*** Block opens ***

//! The crawl side of the torznab sync pipeline.
//!
//! `sync-torznab-indexer` loads every pending sync row, groups the rows by
//! indexer, and crawls each indexer on its own task. Within one indexer
//! the sync-key variants (`sid`, `sid:season`, `sid:season:episode`)
//! serialize to respect indexer rate limits, while the query plans inside
//! one variant fan out concurrently. Each variant tracks its own outcome:
//! `mark_synced` with the result count on success, `set_sync_error` on
//! failure so the row stays pending with a recorded cause.

use std::collections::HashMap;
use std::sync::Arc;
use std::time::Instant;

use futures::future::join_all;
use tracing::{debug, error, info, warn};

use crate::indexer::{ClientFactory, TorznabIndexer};
use crate::metadata::TitleProvider;
use crate::searcher::{build_plans, build_query_meta, complete_results, PlannedQuery};
use crate::store::{
    IndexerStore, SyncInfo, SyncInfoStore, TorrentCategory, TorrentInfoStore, TorrentItem,
};
use crate::stream_id::StreamIdNormalizer;
use crate::torznab::{Caps, CapsCache, MagnetResolver, TorzResult, TorznabClient};

use super::WorkerError;

/// Bounded fan-out for `.torrent` fetches during background sync.
const SYNC_MAGNET_FETCH_CONCURRENCY: usize = 5;

/// Executor of the `sync-torznab-indexer` worker.
pub struct TorznabSyncer {
    indexer_store: Arc<dyn IndexerStore>,
    sync_info: Arc<dyn SyncInfoStore>,
    torrents: Arc<dyn TorrentInfoStore>,
    titles: Arc<dyn TitleProvider>,
    normalizer: Arc<StreamIdNormalizer>,
    factory: Arc<dyn ClientFactory>,
    resolver: Arc<dyn MagnetResolver>,
    caps: CapsCache,
}

impl TorznabSyncer {
    #[allow(clippy::too_many_arguments)]
    pub fn new(
        indexer_store: Arc<dyn IndexerStore>,
        sync_info: Arc<dyn SyncInfoStore>,
        torrents: Arc<dyn TorrentInfoStore>,
        titles: Arc<dyn TitleProvider>,
        normalizer: Arc<StreamIdNormalizer>,
        factory: Arc<dyn ClientFactory>,
        resolver: Arc<dyn MagnetResolver>,
    ) -> Self {
        Self {
            indexer_store,
            sync_info,
            torrents,
            titles,
            normalizer,
            factory,
            resolver,
            caps: CapsCache::new(),
        }
    }

    /// One crawl pass over every pending sync row.
    pub async fn run(&self) -> Result<(), WorkerError> {
        let pending = self.sync_info.get_sync_pending()?;
        if pending.is_empty() {
            debug!("no pending sync items");
            return Ok(());
        }

        let indexers = self.indexer_store.get_all()?;
        info!(count = pending.len(), "processing pending sync items");

        let mut items_by_indexer: HashMap<String, Vec<SyncInfo>> = HashMap::new();
        for item in pending {
            let key = format!("{}:{}", item.kind, item.indexer_id);
            items_by_indexer.entry(key).or_default().push(item);
        }

        let indexer_by_key: HashMap<String, &TorznabIndexer> = indexers
            .iter()
            .map(|indexer| (indexer.composite_id(), indexer))
            .collect();

        let indexer_by_key = &indexer_by_key;
        let tasks = items_by_indexer.iter().map(|(key, items)| async move {
            let Some(indexer) = indexer_by_key.get(key) else {
                warn!(key = %key, "indexer not found for pending sync items");
                return;
            };
            self.sync_indexer(indexer, items).await;
        });
        join_all(tasks).await;

        Ok(())
    }

    async fn sync_indexer(&self, indexer: &TorznabIndexer, items: &[SyncInfo]) {
        let client = match self.factory.client(indexer) {
            Ok(client) => client,
            Err(err) => {
                error!(
                    indexer = %indexer.composite_id(),
                    error = %err,
                    "failed to create torznab client"
                );
                return;
            }
        };

        let caps = match self.caps.get(&client).await {
            Ok(caps) => caps,
            Err(err) => {
                error!(indexer = client.id(), error = %err, "failed to fetch indexer capabilities");
                return;
            }
        };

        info!(
            indexer = %indexer.name,
            count = items.len(),
            "processing items for indexer"
        );

        for item in items {
            self.sync_item(&client, &caps, item).await;
        }
    }

    async fn sync_item(&self, client: &Arc<dyn TorznabClient>, caps: &Caps, item: &SyncInfo) {
        let nsid = match self.normalizer.normalize(&item.sid).await {
            Ok(nsid) => nsid,
            Err(err) => {
                error!(sid = %item.sid, error = %err, "failed to normalize stream id");
                return;
            }
        };

        let meta = match build_query_meta(&nsid, &self.titles).await {
            Ok(meta) => meta,
            Err(err) => {
                error!(sid = %item.sid, error = %err, "failed to build query metadata");
                return;
            }
        };

        // Partition the plans by sync-key granularity; each variant is
        // tracked independently.
        let mut variants: Vec<(String, Vec<PlannedQuery>)> = Vec::new();
        for plan in build_plans(caps, &nsid, &meta) {
            match variants.iter_mut().find(|(sid, _)| *sid == plan.sync_sid) {
                Some((_, group)) => group.push(plan),
                None => variants.push((plan.sync_sid.clone(), vec![plan])),
            }
        }

        let mut results: Vec<TorzResult> = Vec::new();
        for (sid, group) in &variants {
            match self.sync_info.should_sync(item.kind, &item.indexer_id, sid) {
                Ok(true) => {}
                Ok(false) => {
                    debug!(indexer = client.id(), sid = %sid, "skipping already synced query");
                    continue;
                }
                Err(err) => {
                    error!(indexer = client.id(), sid = %sid, error = %err, "failed to check sync state");
                    continue;
                }
            }

            let searches = group.iter().map(|plan| async {
                let start = Instant::now();
                let result = client.search(&plan.query).await;
                match &result {
                    Ok(found) => debug!(
                        indexer = client.id(),
                        query = %plan.query.encode(),
                        duration_ms = start.elapsed().as_millis() as u64,
                        count = found.len(),
                        "indexer search completed"
                    ),
                    Err(err) => error!(
                        indexer = client.id(),
                        query = %plan.query.encode(),
                        duration_ms = start.elapsed().as_millis() as u64,
                        error = %err,
                        "indexer search failed"
                    ),
                }
                result
            });

            let mut batch = Vec::new();
            let mut errors = Vec::new();
            for outcome in join_all(searches).await {
                match outcome {
                    Ok(found) => batch.extend(found),
                    Err(err) => errors.push(err.to_string()),
                }
            }

            if !errors.is_empty() {
                let joined = errors.join("; ");
                error!(indexer = client.id(), sid = %sid, error = %joined, "some indexer search failed");
                if let Err(err) =
                    self.sync_info
                        .set_sync_error(item.kind, &item.indexer_id, sid, &joined)
                {
                    error!(indexer = client.id(), sid = %sid, error = %err, "failed to set sync error");
                }
                continue;
            }

            if let Err(err) = self.sync_info.mark_synced(
                item.kind,
                &item.indexer_id,
                sid,
                batch.len() as i64,
            ) {
                error!(indexer = client.id(), sid = %sid, error = %err, "failed to mark synced");
            }
            results.extend(batch);
        }

        debug!(
            indexer = client.id(),
            sid = %item.sid,
            count = results.len(),
            "indexer sync completed"
        );

        complete_results(
            std::slice::from_mut(&mut results),
            &self.resolver,
            SYNC_MAGNET_FETCH_CONCURRENCY,
        )
        .await;

        let to_upsert: Vec<TorrentItem> = results
            .iter()
            .filter(|result| !result.has_missing_data())
            .map(|result| TorrentItem {
                hash: result.hash.to_lowercase(),
                title: result.title.clone(),
                size: result.size,
                indexer: result.indexer.clone(),
                seeders: result.seeders,
                leechers: result.leechers,
                private: result.private,
                files: result.files.clone(),
            })
            .collect();

        if to_upsert.is_empty() {
            return;
        }

        let category = if nsid.is_series() {
            TorrentCategory::Series
        } else {
            TorrentCategory::Movie
        };

        match self.torrents.upsert(&to_upsert, category, false) {
            Ok(()) => debug!(
                indexer = client.id(),
                sid = %item.sid,
                count = to_upsert.len(),
                "saved torrents"
            ),
            Err(err) => error!(
                indexer = client.id(),
                sid = %item.sid,
                error = %err,
                "failed to upsert torrent info"
            ),
        }
    }
}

*** Block closes ***

(ABOUT THIS TASK): Retype exactly the lines of the data above, starting at its first line and finishing with the line that has "Executor of the" in it.

(RESPONSE FOR THIS EXERCISE):
//! The crawl side of the torznab sync pipeline.
//!
//! `sync-torznab-indexer` loads every pending sync row, groups the rows by
//! indexer, and crawls each indexer on its own task. Within one indexer
//! the sync-key variants (`sid`, `sid:season`, `sid:season:episode`)
//! serialize to respect indexer rate limits, while the query plans inside
//! one variant fan out concurrently. Each variant tracks its own outcome:
//! `mark_synced` with the result count on success, `set_sync_error` on
//! failure so the row stays pending with a recorded cause.

use std::collections::HashMap;
use std::sync::Arc;
use std::time::Instant;

use futures::future::join_all;
use tracing::{debug, error, info, warn};

use crate::indexer::{ClientFactory, TorznabIndexer};
use crate::metadata::TitleProvider;
use crate::searcher::{build_plans, build_query_meta, complete_results, PlannedQuery};
use crate::store::{
    IndexerStore, SyncInfo, SyncInfoStore, TorrentCategory, TorrentInfoStore, TorrentItem,
};
use crate::stream_id::StreamIdNormalizer;
use crate::torznab::{Caps, CapsCache, MagnetResolver, TorzResult, TorznabClient};

use super::WorkerError;

/// Bounded fan-out for `.torrent` fetches during background sync.
const SYNC_MAGNET_FETCH_CONCURRENCY: usize = 5;

/// Executor of the `sync-torznab-indexer` worker.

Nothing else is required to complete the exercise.